Artistic honesty is comprehensible, and it’s important to keep that in mind. Audiences want to believe that what is happening on television or in print is true, even if the circumstances are outlandish and absurd.
However, when “lived experience” is used as a substitute for authenticity, things go horribly wrong. The phrase “unassailable truth as defined by how I have lived my life” has undergone a difficult evolution from “personal knowledge obtained by direct behavior.” Because of the high value placed on “life experience” in the credentialing process, it is inevitable that fraudsters will fabricate their own histories in order to get around the system’s checks.
Vanity Fair’s two-part story on “Grey’s Anatomy” writer Elisabeth Finch demonstrates this. Finch fueled her acting career with a litany of crises and diseases that she claimed to have endured. However, she has come under fire after claims that she plagiarised someone else’s life narrative in an attempt to achieve the highly desired authenticity she sought.

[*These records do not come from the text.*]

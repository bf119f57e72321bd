//! Reflected CRC-32 lookup table (polynomial 0xEDB88320).
//! Built at compile time and shared by every keystream engine.

pub const POLYNOMIAL: u32 = 0xEDB88320;

pub static CRC32_TABLE: [u32; 256] = {
    let mut table = [0u32; 256];
    let mut i = 0u32;
    while i < 256 {
        let mut crc = i;
        let mut j = 0;
        while j < 8 {
            if crc & 1 != 0 {
                crc = (crc >> 1) ^ POLYNOMIAL;
            } else {
                crc >>= 1;
            }
            j += 1;
        }
        table[i as usize] = crc;
        i += 1;
    }
    table
};

/// Advance a running CRC by one byte.
#[inline]
pub fn crc32_step(crc: u32, b: u8) -> u32 {
    (crc >> 8) ^ CRC32_TABLE[((crc ^ b as u32) & 0xff) as usize]
}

To get the whole experience, read the entire series, but here’s a quick rundown of the main points: It appears that a writer on Shonda Rhimes’s popular hospital drama has manufactured not just cancer, but also the narrative of a lady she met in treatment and married, stealing her life story. In my opinion, the scam was less fascinating than Finch’s exploitation of the original health ruse to gain an advantage in the “Grey’s Anatomy” writers’ room.
“Cancer gave her a few advantages. She sat in a chair that was quite cosy. Evgenia Peretz says that “she tacitly claimed more speaking privileges” from that point on. As soon as Finch got up to speak, everyone knew she was the one not to be disturbed. A room hog’s employment might be threatened by anyone else.
Finch’s “life experience” surpassed even that of other authors in the group, forcing genuine cancer survivors to fear contributing to prospective cancer plotlines because it was a current and continuing event. An undeniable diversity move, a “trump card,” was her “only individual [in the writer’s group] who identified as someone with a handicap.”
It’s not uncommon for academics to fall victim to this type of academic deception. GWU’s associate professor Jessica Krug famously claimed to be Black in order for her speaking privileges to be enhanced before admitting and melodramatically canceling her appearance. Keeping Rachel Dolezal out of our minds is a good thing.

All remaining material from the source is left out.